## Task objective
Search through the entries for the word "crate" and copy every line that has it.

### Data extract

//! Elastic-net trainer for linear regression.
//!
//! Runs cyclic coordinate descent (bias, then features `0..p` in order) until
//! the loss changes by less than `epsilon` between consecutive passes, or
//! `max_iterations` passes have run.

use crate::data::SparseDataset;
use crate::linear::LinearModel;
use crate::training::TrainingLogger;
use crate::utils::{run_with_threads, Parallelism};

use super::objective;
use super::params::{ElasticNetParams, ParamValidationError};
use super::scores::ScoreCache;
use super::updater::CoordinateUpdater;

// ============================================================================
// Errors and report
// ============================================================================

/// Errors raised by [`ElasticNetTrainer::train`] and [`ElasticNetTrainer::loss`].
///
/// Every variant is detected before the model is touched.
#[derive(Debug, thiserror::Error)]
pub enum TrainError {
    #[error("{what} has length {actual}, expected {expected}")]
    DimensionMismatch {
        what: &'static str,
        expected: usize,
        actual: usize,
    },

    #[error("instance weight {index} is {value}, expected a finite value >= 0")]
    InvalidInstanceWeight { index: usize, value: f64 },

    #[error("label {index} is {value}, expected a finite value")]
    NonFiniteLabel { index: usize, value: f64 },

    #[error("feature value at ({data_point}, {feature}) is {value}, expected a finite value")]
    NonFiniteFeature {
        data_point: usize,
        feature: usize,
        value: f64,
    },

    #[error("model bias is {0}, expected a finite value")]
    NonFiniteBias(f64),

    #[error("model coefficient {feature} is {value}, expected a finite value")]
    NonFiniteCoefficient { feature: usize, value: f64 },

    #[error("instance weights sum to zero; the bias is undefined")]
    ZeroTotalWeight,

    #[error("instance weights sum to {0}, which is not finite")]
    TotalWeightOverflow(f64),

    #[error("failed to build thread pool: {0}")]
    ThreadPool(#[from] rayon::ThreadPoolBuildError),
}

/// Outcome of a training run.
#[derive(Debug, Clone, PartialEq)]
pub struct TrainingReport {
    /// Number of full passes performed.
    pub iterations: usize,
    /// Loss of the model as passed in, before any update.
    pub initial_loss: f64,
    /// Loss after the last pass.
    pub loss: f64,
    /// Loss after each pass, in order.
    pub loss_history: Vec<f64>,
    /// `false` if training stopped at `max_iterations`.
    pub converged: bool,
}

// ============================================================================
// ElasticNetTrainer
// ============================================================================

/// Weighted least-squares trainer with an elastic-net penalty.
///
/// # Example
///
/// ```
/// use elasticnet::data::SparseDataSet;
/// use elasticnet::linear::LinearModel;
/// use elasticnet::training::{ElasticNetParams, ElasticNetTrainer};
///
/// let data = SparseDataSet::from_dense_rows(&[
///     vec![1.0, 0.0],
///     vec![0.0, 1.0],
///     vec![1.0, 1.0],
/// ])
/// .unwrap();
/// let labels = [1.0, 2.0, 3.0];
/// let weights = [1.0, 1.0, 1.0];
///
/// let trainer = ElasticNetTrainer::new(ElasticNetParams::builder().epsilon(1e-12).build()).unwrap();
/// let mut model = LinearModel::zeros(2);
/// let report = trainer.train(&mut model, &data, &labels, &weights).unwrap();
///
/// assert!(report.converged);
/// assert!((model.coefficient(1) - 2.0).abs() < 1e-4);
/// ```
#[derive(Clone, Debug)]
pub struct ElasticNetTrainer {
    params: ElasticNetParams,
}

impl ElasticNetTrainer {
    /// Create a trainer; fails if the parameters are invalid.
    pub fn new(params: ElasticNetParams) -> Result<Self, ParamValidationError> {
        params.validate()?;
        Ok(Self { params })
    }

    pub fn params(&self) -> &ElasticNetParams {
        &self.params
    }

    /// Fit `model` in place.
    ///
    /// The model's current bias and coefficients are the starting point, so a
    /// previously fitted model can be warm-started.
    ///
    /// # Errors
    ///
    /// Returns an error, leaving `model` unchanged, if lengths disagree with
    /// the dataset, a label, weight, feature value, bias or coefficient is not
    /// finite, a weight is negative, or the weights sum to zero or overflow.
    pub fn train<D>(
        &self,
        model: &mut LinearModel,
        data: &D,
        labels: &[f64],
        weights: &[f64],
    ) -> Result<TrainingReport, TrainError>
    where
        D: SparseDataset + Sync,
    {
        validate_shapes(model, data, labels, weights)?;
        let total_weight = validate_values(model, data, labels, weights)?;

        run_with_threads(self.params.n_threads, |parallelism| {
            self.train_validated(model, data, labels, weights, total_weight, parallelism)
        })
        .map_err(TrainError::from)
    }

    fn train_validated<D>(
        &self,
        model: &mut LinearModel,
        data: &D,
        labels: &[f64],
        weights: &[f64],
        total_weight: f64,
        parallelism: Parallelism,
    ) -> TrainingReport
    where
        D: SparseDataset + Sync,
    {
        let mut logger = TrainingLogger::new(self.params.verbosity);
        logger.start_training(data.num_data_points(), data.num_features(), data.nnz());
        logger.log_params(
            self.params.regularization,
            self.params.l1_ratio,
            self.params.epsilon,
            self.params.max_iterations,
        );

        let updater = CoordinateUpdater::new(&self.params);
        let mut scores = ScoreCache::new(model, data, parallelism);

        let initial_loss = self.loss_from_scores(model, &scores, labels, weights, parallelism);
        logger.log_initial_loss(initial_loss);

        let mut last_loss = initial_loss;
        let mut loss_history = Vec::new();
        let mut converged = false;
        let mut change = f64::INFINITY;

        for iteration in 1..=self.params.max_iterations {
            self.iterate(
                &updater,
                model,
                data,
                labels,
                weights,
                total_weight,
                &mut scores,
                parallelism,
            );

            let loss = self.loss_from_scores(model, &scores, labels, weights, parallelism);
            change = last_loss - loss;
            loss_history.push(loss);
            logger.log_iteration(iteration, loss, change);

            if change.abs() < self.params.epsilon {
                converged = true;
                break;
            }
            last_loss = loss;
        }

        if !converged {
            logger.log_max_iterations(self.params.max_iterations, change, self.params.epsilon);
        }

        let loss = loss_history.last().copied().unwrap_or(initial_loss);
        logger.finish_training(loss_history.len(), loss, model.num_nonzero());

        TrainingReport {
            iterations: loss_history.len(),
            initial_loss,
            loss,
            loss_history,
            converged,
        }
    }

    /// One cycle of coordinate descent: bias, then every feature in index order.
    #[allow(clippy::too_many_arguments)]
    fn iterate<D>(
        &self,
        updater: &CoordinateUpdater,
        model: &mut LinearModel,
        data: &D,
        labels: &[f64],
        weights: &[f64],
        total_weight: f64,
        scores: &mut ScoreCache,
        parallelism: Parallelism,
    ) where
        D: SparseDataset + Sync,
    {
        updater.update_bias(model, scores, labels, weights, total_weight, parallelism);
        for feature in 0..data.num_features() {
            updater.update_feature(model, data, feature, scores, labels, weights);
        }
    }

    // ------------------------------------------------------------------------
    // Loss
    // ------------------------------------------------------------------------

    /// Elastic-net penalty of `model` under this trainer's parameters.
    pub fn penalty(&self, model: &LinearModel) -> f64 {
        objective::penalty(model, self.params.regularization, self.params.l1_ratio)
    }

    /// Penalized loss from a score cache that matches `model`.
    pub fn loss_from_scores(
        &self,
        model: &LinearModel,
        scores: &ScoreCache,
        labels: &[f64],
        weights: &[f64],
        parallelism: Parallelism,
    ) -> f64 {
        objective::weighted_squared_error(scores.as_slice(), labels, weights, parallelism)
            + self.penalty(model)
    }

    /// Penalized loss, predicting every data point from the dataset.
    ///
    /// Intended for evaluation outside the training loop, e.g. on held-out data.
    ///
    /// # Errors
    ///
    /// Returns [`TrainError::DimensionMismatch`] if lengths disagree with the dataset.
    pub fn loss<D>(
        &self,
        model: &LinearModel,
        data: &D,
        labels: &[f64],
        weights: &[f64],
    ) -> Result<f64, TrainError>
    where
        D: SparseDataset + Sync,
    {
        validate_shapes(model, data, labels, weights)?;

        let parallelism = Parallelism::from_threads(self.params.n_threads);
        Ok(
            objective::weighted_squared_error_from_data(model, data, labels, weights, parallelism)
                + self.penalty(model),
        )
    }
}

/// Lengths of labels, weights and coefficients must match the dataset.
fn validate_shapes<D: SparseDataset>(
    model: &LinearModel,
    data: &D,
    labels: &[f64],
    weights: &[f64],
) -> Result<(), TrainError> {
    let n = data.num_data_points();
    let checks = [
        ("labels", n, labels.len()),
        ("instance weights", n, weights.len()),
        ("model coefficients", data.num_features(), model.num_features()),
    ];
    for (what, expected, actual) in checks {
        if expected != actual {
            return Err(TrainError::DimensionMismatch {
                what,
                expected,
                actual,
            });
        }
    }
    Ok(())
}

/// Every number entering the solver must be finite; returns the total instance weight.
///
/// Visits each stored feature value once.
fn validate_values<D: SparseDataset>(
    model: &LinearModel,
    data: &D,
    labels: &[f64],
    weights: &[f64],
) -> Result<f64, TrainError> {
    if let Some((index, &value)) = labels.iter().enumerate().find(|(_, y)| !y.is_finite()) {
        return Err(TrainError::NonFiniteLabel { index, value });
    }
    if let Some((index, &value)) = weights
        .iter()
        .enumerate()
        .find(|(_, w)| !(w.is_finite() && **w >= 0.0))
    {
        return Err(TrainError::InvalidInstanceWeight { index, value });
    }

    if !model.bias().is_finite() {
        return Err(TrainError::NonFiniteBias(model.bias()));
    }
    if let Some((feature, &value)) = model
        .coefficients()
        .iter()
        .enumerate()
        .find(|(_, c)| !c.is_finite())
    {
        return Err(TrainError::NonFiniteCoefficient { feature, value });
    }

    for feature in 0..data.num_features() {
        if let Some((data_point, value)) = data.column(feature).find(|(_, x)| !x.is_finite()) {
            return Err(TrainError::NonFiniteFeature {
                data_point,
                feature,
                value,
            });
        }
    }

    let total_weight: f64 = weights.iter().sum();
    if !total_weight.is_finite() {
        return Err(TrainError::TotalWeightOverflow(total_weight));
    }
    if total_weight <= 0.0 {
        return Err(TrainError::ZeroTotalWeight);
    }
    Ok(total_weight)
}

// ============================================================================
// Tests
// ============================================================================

######

## Exercise response
use crate::data::SparseDataset;
use crate::linear::LinearModel;
use crate::training::TrainingLogger;
use crate::utils::{run_with_threads, Parallelism};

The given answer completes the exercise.